Katharine Longstaff Wedgwood (also Katherine, 1880–1976) was an English mountain-climber. Her party completed the first ascent of Wedgwood Peak in the Rocky Mountains, which is named after her.

== Climbing==

Katharine was the daughter of Lieutenant-Colonel Llewellyn Wood Longstaff, who funded the Discovery Expedition.

Her brothers, Tom and Frederick Longstaff, were also mountain-climbers. Katharine and her older brother Tom Longstaff went on several climbing expeditions together. In June 1910, Tom, Katharine and the Swiss guide Rudolph Aemmer travelled to Mount Assiniboine before the Alpine Club of Canada camp, where they met Felix Wedgwood, who warned them that the mountain conditions were bad. A few days later, the party instead climbed Wedgwood Peak. The party named the peak Katharine, but they were informed that this name had already been taken by Katherine Lake near Dolomite Pass. Katharine suggested naming the peak after Felix Wedgwood after spending the Alpine Club camp with him. Katharine and Tom Longstaff received the second and third badges awarded by the Canadian Alpine Club.

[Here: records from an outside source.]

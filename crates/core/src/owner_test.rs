// SPDX-License-Identifier: BUSL-1.1
// Copyright (c) 2026 Alfred Jean LLC

use crate::{AppId, BuildId, DropletId, LifecycleOwner};

#[test]
fn serializes_as_string() {
    let app = LifecycleOwner::App(AppId::from_string("app-abc123"));
    assert_eq!(serde_json::to_string(&app).unwrap(), r#""app:app-abc123""#);

    let build = LifecycleOwner::build(BuildId::from_string("bld-xyz789"));
    assert_eq!(
        serde_json::to_string(&build).unwrap(),
        r#""build:bld-xyz789""#
    );

    let staged = LifecycleOwner::staged(
        BuildId::from_string("bld-xyz789"),
        DropletId::from_string("drp-out456"),
    );
    assert_eq!(
        serde_json::to_string(&staged).unwrap(),
        r#""build:bld-xyz789+drp-out456""#
    );
}

#[test]
fn deserializes_from_string() {
    let owner: LifecycleOwner = serde_json::from_str(r#""app:app-test123""#).unwrap();
    assert!(matches!(owner, LifecycleOwner::App(_)));

    let owner: LifecycleOwner = serde_json::from_str(r#""build:bld-run456""#).unwrap();
    assert!(matches!(
        owner,
        LifecycleOwner::Build { droplet: None, .. }
    ));

    let owner: LifecycleOwner = serde_json::from_str(r#""build:bld-run456+drp-d1""#).unwrap();
    assert_eq!(owner.droplet(), Some(&DropletId::from_string("drp-d1")));
}

#[test]
fn roundtrip() {
    let original = LifecycleOwner::staged(
        BuildId::from_string("bld-test123"),
        DropletId::from_string("drp-test456"),
    );
    let json = serde_json::to_string(&original).unwrap();
    let decoded: LifecycleOwner = serde_json::from_str(&json).unwrap();
    assert_eq!(original, decoded);
}

#[test]
fn accessors_match_variant() {
    let app_id = AppId::from_string("app-1");
    let build_id = BuildId::from_string("bld-1");

    let app = LifecycleOwner::app(app_id.clone());
    assert_eq!(app.as_app(), Some(&app_id));
    assert_eq!(app.as_build(), None);
    assert!(app.is_app());
    assert!(app.try_build().is_err());

    let build = LifecycleOwner::build(build_id.clone());
    assert_eq!(build.as_build(), Some(&build_id));
    assert_eq!(build.as_app(), None);
    assert!(build.is_build());
    assert!(build.try_app().is_err());
    assert_eq!(build.droplet(), None);
}

#[test]
fn owner_equals_its_id() {
    let app_id = AppId::from_string("app-1");
    let owner = LifecycleOwner::app(app_id.clone());
    assert_eq!(owner, app_id);

    let build_id = BuildId::from_string("bld-1");
    assert_eq!(LifecycleOwner::build(build_id.clone()), build_id);
}

#[test]
fn bare_string_parses_as_app() {
    let owner = LifecycleOwner::parse("app-legacy");
    assert_eq!(owner.as_app(), Some(&AppId::from_string("app-legacy")));
}
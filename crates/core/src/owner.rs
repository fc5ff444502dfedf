// SPDX-License-Identifier: BUSL-1.1
// Copyright (c) 2026 Alfred Jean LLC

//! Lifecycle ownership.
//!
//! A lifecycle record is owned either by an application (the app's default
//! lifecycle configuration) or by a build (that build's resolved snapshot,
//! with the droplet reference attached once staging produces an artifact).
//! This module provides a tagged union type for that ownership, so a record
//! can never reference an app and a build at the same time.

use std::fmt;

crate::define_id! {
    /// Unique identifier for an application descriptor.
    pub struct AppId("app-");
}

crate::define_id! {
    /// Unique identifier for a build descriptor.
    pub struct BuildId("bld-");
}

crate::define_id! {
    /// Unique identifier for a staged artifact (droplet).
    pub struct DropletId("drp-");
}

/// Owner of a lifecycle record.
///
/// Serializes as a string using Display format:
/// - `"app:app-123"`
/// - `"build:bld-456"`
/// - `"build:bld-456+drp-789"` (droplet attached)
#[derive(Debug, Clone, PartialEq, Eq, Hash)]
pub enum LifecycleOwner {
    /// The application's default lifecycle configuration
    App(AppId),
    /// A build's resolved snapshot; the droplet is attached once staged
    Build {
        build: BuildId,
        droplet: Option<DropletId>,
    },
}

impl serde::Serialize for LifecycleOwner {
    fn serialize<S>(&self, serializer: S) -> Result<S::Ok, S::Error>
    where
        S: serde::Serializer,
    {
        serializer.serialize_str(&self.to_string())
    }
}

impl<'de> serde::Deserialize<'de> for LifecycleOwner {
    fn deserialize<D>(deserializer: D) -> Result<Self, D::Error>
    where
        D: serde::Deserializer<'de>,
    {
        let s = String::deserialize(deserializer)?;
        Ok(LifecycleOwner::parse(&s))
    }
}

impl LifecycleOwner {
    /// Create an App owner.
    pub fn app(id: AppId) -> Self {
        LifecycleOwner::App(id)
    }

    /// Create a Build owner with no droplet yet.
    pub fn build(id: BuildId) -> Self {
        LifecycleOwner::Build {
            build: id,
            droplet: None,
        }
    }

    /// Create a Build owner with its staged droplet.
    pub fn staged(build: BuildId, droplet: DropletId) -> Self {
        LifecycleOwner::Build {
            build,
            droplet: Some(droplet),
        }
    }

    /// Returns the app ID if this is an App owner.
    pub fn as_app(&self) -> Option<&AppId> {
        match self {
            LifecycleOwner::App(id) => Some(id),
            LifecycleOwner::Build { .. } => None,
        }
    }

    /// Returns the build ID if this is a Build owner.
    pub fn as_build(&self) -> Option<&BuildId> {
        match self {
            LifecycleOwner::Build { build, .. } => Some(build),
            LifecycleOwner::App(_) => None,
        }
    }

    /// Returns the droplet ID if one has been attached.
    pub fn droplet(&self) -> Option<&DropletId> {
        match self {
            LifecycleOwner::Build { droplet, .. } => droplet.as_ref(),
            LifecycleOwner::App(_) => None,
        }
    }

    /// Returns the app ID or an error if this is not an App owner.
    pub fn try_app(&self) -> Result<&AppId, OwnerMismatch> {
        match self {
            LifecycleOwner::App(id) => Ok(id),
            _ => Err(OwnerMismatch("app")),
        }
    }

    /// Returns the build ID or an error if this is not a Build owner.
    pub fn try_build(&self) -> Result<&BuildId, OwnerMismatch> {
        match self {
            LifecycleOwner::Build { build, .. } => Ok(build),
            _ => Err(OwnerMismatch("build")),
        }
    }

    pub fn is_app(&self) -> bool {
        matches!(self, LifecycleOwner::App(_))
    }

    pub fn is_build(&self) -> bool {
        matches!(self, LifecycleOwner::Build { .. })
    }

    /// Parse from Display format (`"app:xxx"` / `"build:xxx"` / `"build:xxx+yyy"`).
    /// Bare strings without a prefix are treated as app owners.
    pub fn parse(s: &str) -> Self {
        if let Some(rest) = s.strip_prefix("app:") {
            LifecycleOwner::App(AppId::from_string(rest))
        } else if let Some(rest) = s.strip_prefix("build:") {
            match rest.split_once('+') {
                Some((build, droplet)) => LifecycleOwner::Build {
                    build: BuildId::from_string(build),
                    droplet: Some(DropletId::from_string(droplet)),
                },
                None => LifecycleOwner::Build {
                    build: BuildId::from_string(rest),
                    droplet: None,
                },
            }
        } else {
            LifecycleOwner::App(AppId::from_string(s))
        }
    }

    pub fn log(&self) -> String {
        match self {
            LifecycleOwner::App(id) => format!("app={}", id),
            LifecycleOwner::Build { build, .. } => format!("build={}", build),
        }
    }
}

/// Expected a specific [`LifecycleOwner`] variant.
#[derive(Debug, Clone)]
pub struct OwnerMismatch(&'static str);

impl fmt::Display for OwnerMismatch {
    fn fmt(&self, f: &mut fmt::Formatter<'_>) -> fmt::Result {
        write!(f, "expected {} owner", self.0)
    }
}

impl std::error::Error for OwnerMismatch {}

impl fmt::Display for LifecycleOwner {
    fn fmt(&self, f: &mut fmt::Formatter<'_>) -> fmt::Result {
        match self {
            LifecycleOwner::App(id) => write!(f, "app:{}", id),
            LifecycleOwner::Build {
                build,
                droplet: Some(droplet),
            } => write!(f, "build:{}+{}", build, droplet),
            LifecycleOwner::Build {
                build,
                droplet: None,
            } => write!(f, "build:{}", build),
        }
    }
}

impl From<AppId> for LifecycleOwner {
    fn from(id: AppId) -> Self {
        LifecycleOwner::App(id)
    }
}

impl From<BuildId> for LifecycleOwner {
    fn from(id: BuildId) -> Self {
        LifecycleOwner::build(id)
    }
}

impl PartialEq<AppId> for LifecycleOwner {
    fn eq(&self, other: &AppId) -> bool {
        matches!(self, LifecycleOwner::App(id) if id == other)
    }
}

impl PartialEq<BuildId> for LifecycleOwner {
    fn eq(&self, other: &BuildId) -> bool {
        matches!(self, LifecycleOwner::Build { build, .. } if build == other)
    }
}

#[cfg(test)]
#[path = "owner_test.rs"]
mod tests;
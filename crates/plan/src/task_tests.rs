// SPDX-License-Identifier: BUSL-1.1
// Copyright (c) 2026 Alfred Jean LLC

use super::*;
use crate::action::{Action, ResourceLimits};
use crate::config::PlanConfig;
use stagehand_core::EnvVar;

fn full_request() -> TaskRequest {
    TaskRequest {
        stack: "cflinuxfs2".to_string(),
        droplet_uri: "http://blob/d".to_string(),
        droplet_checksum: "abc123".to_string(),
        command: "start-app".to_string(),
        log_tag: task_log_source("migrate"),
        env: vec![
            EnvVar::new("VCAP_APPLICATION", "{}"),
            EnvVar::new("MEMORY_LIMIT", "256m"),
        ],
    }
}

#[test]
fn compiles_download_then_run() {
    let plan = compile(&full_request(), &PlanConfig::default()).unwrap();
    let steps = plan.action.steps();
    assert_eq!(steps.len(), 2);

    let Action::Download(download) = steps[0] else {
        panic!("first step must be the download");
    };
    assert_eq!(download.from, "http://blob/d");
    assert_eq!(download.to, ".");
    assert_eq!(download.cache_key, "");
    assert_eq!(download.user, "vcap");
    assert_eq!(download.checksum_algorithm, "sha1");
    assert_eq!(download.checksum_value, "abc123");

    let Action::Run(run) = steps[1] else {
        panic!("second step must be the run");
    };
    assert_eq!(run.path, "/tmp/lifecycle/launcher");
    assert_eq!(run.user, "vcap");
    assert_eq!(run.log_source, "APP/TASK/migrate");
    assert_eq!(run.resource_limits, ResourceLimits::default());
}

#[test]
fn run_args_keep_the_reserved_override_slot() {
    let plan = compile(&full_request(), &PlanConfig::default()).unwrap();
    let Action::Run(run) = plan.action.steps()[1] else {
        panic!("second step must be the run");
    };
    assert_eq!(run.args, vec!["app", "start-app", ""]);
}

#[test]
fn env_passes_through_untouched() {
    let mut request = full_request();
    // Duplicates and ordering are the assembler's concern; keep both
    request.env.push(EnvVar::new("MEMORY_LIMIT", "512m"));
    let plan = compile(&request, &PlanConfig::default()).unwrap();
    let Action::Run(run) = plan.action.steps()[1] else {
        panic!("second step must be the run");
    };
    assert_eq!(run.env, request.env);
}

#[test]
fn bundle_dependency_is_stack_qualified() {
    let config = PlanConfig {
        lifecycle_bundle_base_uri: "http://file-server.example/v1/static/".to_string(),
        ..PlanConfig::default()
    };
    let plan = compile(&full_request(), &config).unwrap();
    assert_eq!(plan.cached_dependencies.len(), 1);
    let bundle = &plan.cached_dependencies[0];
    assert_eq!(
        bundle.from,
        "http://file-server.example/v1/static/buildpack/cflinuxfs2"
    );
    assert_eq!(bundle.to, "/tmp/lifecycle");
    assert_eq!(bundle.cache_key, "buildpack-cflinuxfs2-lifecycle");
}

#[test]
fn root_fs_selects_the_preloaded_stack() {
    let plan = compile(&full_request(), &PlanConfig::default()).unwrap();
    assert_eq!(plan.root_fs, "preloaded:cflinuxfs2");
}

#[yare::parameterized(
    stack    = { |r: &mut TaskRequest| r.stack.clear(), "stack" },
    uri      = { |r: &mut TaskRequest| r.droplet_uri.clear(), "droplet_uri" },
    checksum = { |r: &mut TaskRequest| r.droplet_checksum.clear(), "droplet_checksum" },
    command  = { |r: &mut TaskRequest| r.command.clear(), "command" },
)]
fn missing_required_fields_abort_compilation(clear: fn(&mut TaskRequest), field: &'static str) {
    let mut request = full_request();
    clear(&mut request);
    let err = compile(&request, &PlanConfig::default());
    assert_eq!(err, Err(PlanError::MissingField(field)));
}

#[test]
fn empty_log_tag_is_allowed() {
    let mut request = full_request();
    request.log_tag.clear();
    assert!(compile(&request, &PlanConfig::default()).is_ok());
}

#[test]
fn default_config_runs_as_vcap() {
    let config = PlanConfig::default();
    assert_eq!(config.run_user, "vcap");
    assert!(config.lifecycle_bundle_base_uri.starts_with("http://"));
}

In 1924 Katharine became an honorary member of the Royal Geographical Society.

In 1929–31 she served as President of the Ladies' Alpine Club.

==Personal life==
Katharine married Felix Wedgwood on 20 April 1911 in Wimbledon. He was killed in action in World War I in 1917. They had a son and two daughters, one of whom also became a mountain-climber.